Oauth, kısaca anlatmak gerekirse; Kullanıcı ile ilgili her türlü (izin,yetki,güvenlik vs.) etkileşimi standartlaştıran bir yapı diyebiliriz. Google amcaya sorarsanız neler yapabileceğiniz ile ilgili birçok kaynak bulabilirsiniz. Veya buraya bakabilirsiniz.

Burada bahsedecek olduğumuz şey Android mobil uygulamanızdan bir istek yaptığınızda tüm bu oauth işlemlerinizi otomatize etmek üzerine olacak.

Nasıl Çalışıyor?

Kısaca anlatılan bu yazıyı okuduğunuzda günün sonunda elimizde bir token olduğunu ve bu tokenı request headerımıza ekleyerek backend kısmında kontrolünü sağladığımızı ve duruma göre cevap döndüğümüzü göreceksiniz. Bu tokenın işlevsellik ömürleri vardır. Yani 10 dakika süre ile bu tokenı yetkilendir deriz. Çünkü sonuçta asıl amacımız güvenlik. Kullanıcı ad ve şifre bilgisi birilerinin eline geçmesi ile token bilgisinin birilerinin eline geçmesi aynı anlama gelir.

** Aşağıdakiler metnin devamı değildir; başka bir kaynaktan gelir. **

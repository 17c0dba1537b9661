// Anagram-hash file loading.
//
// The file lists one bucket per line as `key~w1#w2#...#wn`. Two views
// exist: the full key-to-words mapping used by the LD calculator, and the
// admissible key set used by the indexer, which only consults the first
// word of each bucket for the length band.

use std::collections::BTreeSet;
use std::io::BufRead;
use std::path::Path;

use hashbrown::HashMap;
use lexcor_core::AnagramKey;

use crate::tables::{data_err, open_lines, read_err};
use crate::{split_nonempty, LexcorError, Verbosity};

/// The anagram key → word-bucket mapping.
///
/// Buckets keep their words in code-point order; the comparison stages
/// iterate them and the resulting record stream depends on that order.
pub struct AnagramBuckets {
    map: HashMap<AnagramKey, BTreeSet<String>>,
}

impl AnagramBuckets {
    /// Load every bucket from an anagram-hash file.
    ///
    /// Lines that do not split into exactly `key~words` are skipped;
    /// an unparsable key or an empty word list is a data error. Duplicate
    /// keys merge their word sets.
    pub fn load(path: &Path) -> Result<Self, LexcorError> {
        let reader = open_lines(path)?;
        let mut map: HashMap<AnagramKey, BTreeSet<String>> = HashMap::new();
        let mut line_nr = 0u64;
        for line in reader.lines() {
            let line = line.map_err(|e| read_err(path, e))?;
            line_nr += 1;
            let parts = split_nonempty(&line, '~');
            if parts.len() != 2 {
                continue;
            }
            let words = split_nonempty(parts[1], '#');
            if words.is_empty() {
                return Err(data_err(path, line_nr, format!("strange line: {line}")));
            }
            let key: AnagramKey = parts[0]
                .parse()
                .map_err(|_| data_err(path, line_nr, format!("invalid anagram key '{}'", parts[0])))?;
            let bucket = map.entry(key).or_default();
            for w in words {
                bucket.insert(w.to_string());
            }
        }
        Ok(AnagramBuckets { map })
    }

    pub fn get(&self, key: AnagramKey) -> Option<&BTreeSet<String>> {
        self.map.get(&key)
    }

    pub fn len(&self) -> usize {
        self.map.len()
    }

    pub fn is_empty(&self) -> bool {
        self.map.is_empty()
    }

    /// Test constructor.
    #[doc(hidden)]
    pub fn from_entries(entries: Vec<(AnagramKey, Vec<&str>)>) -> Self {
        let mut map: HashMap<AnagramKey, BTreeSet<String>> = HashMap::new();
        for (key, words) in entries {
            let bucket = map.entry(key).or_default();
            for w in words {
                bucket.insert(w.to_string());
            }
        }
        AnagramBuckets { map }
    }
}

/// The sorted, deduplicated set of anagram keys admissible for indexing.
pub struct AdmissibleKeys {
    /// Ascending key values.
    pub keys: Vec<AnagramKey>,
    /// Buckets whose first word fell outside the length band.
    pub skipped: usize,
}

impl AdmissibleKeys {
    /// Load the admissible key set from an anagram-hash file.
    ///
    /// A key is admissible iff the first word of its bucket has a
    /// code-point length in `low..=high`. With verbosity 1 and up, every
    /// skipped first word is named on stderr.
    pub fn load(
        path: &Path,
        low: usize,
        high: usize,
        verbosity: Verbosity,
    ) -> Result<Self, LexcorError> {
        let reader = open_lines(path)?;
        let mut set: BTreeSet<AnagramKey> = BTreeSet::new();
        let mut skipped = 0usize;
        let mut line_nr = 0u64;
        for line in reader.lines() {
            let line = line.map_err(|e| read_err(path, e))?;
            line_nr += 1;
            let parts = split_nonempty(&line, '~');
            if parts.len() < 2 {
                continue;
            }
            let words = split_nonempty(parts[1], '#');
            let Some(first) = words.first() else {
                continue;
            };
            let key: AnagramKey = parts[0]
                .parse()
                .map_err(|_| data_err(path, line_nr, format!("invalid anagram key '{}'", parts[0])))?;
            let len = first.chars().count();
            if (low..=high).contains(&len) {
                set.insert(key);
            } else {
                if verbosity.at_least(1) {
                    eprintln!("skip {first}");
                }
                skipped += 1;
            }
        }
        Ok(AdmissibleKeys {
            keys: set.into_iter().collect(),
            skipped,
        })
    }
}

#[cfg(test)]
mod tests {
    use super::*;
    use std::io::Write;

    fn write_temp(content: &str) -> tempfile::NamedTempFile {
        let mut f = tempfile::NamedTempFile::new().expect("temp file");
        f.write_all(content.as_bytes()).expect("write");
        f
    }

    #[test]
    fn buckets_load_and_merge() {
        let f = write_temp("123~huis#sihu\n125~huys\n123~uhis\n");
        let buckets = AnagramBuckets::load(f.path()).expect("load");
        assert_eq!(buckets.len(), 2);
        let b = buckets.get(123).expect("bucket 123");
        let words: Vec<&str> = b.iter().map(String::as_str).collect();
        assert_eq!(words, vec!["huis", "sihu", "uhis"]);
    }

    #[test]
    fn bucket_without_words_is_a_data_error() {
        let f = write_temp("123~##\n");
        assert!(AnagramBuckets::load(f.path()).is_err());
    }

    #[test]
    fn lines_without_tilde_are_skipped() {
        let f = write_temp("no separator here\n123~huis\n");
        let buckets = AnagramBuckets::load(f.path()).expect("load");
        assert_eq!(buckets.len(), 1);
    }

    #[test]
    fn admissible_applies_length_band_to_first_word() {
        // "lang" (4) is out of band, "linker" (6) admissible; the second
        // word of a bucket never matters.
        let f = write_temp("10~lang#ganl\n20~linker\n30~middel#xx\n");
        let adm = AdmissibleKeys::load(f.path(), 5, 35, Verbosity(0)).expect("load");
        assert_eq!(adm.keys, vec![20, 30]);
        assert_eq!(adm.skipped, 1);
    }

    #[test]
    fn admissible_keys_are_sorted_and_deduplicated() {
        let f = write_temp("30~middel\n10~linker\n30~dimdel\n");
        let adm = AdmissibleKeys::load(f.path(), 5, 35, Verbosity(0)).expect("load");
        assert_eq!(adm.keys, vec![10, 30]);
    }
}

Tabi eğer tokena bir ömür biçmezsek.

Peki elimizde ki token ın bir ömrünün olması uygulamamıza nasıl bir akış olmasını gerektiriyor ?

  • Zorunlu olmamakla beraber bazen elimizde token ile beraber birde refresh token bilgisi olur. Eğer token süresi dolmuşsa refresh token kullanılarak yeni taze bir token isteği yapılır ve yeni isteklerde bu yeni token kullanılır.

  • Refresh token yok ise ilk başta tokenımızı nasıl elde ediyor isek(tüm header bilgileri tekrar girilecek; cliend_id,secret_id vs.) o şekilde süreci baştan başlatmamız gerekecek ve elde ettiğimiz tokenı yeni isteklerimizde kullanmamız gerekecek.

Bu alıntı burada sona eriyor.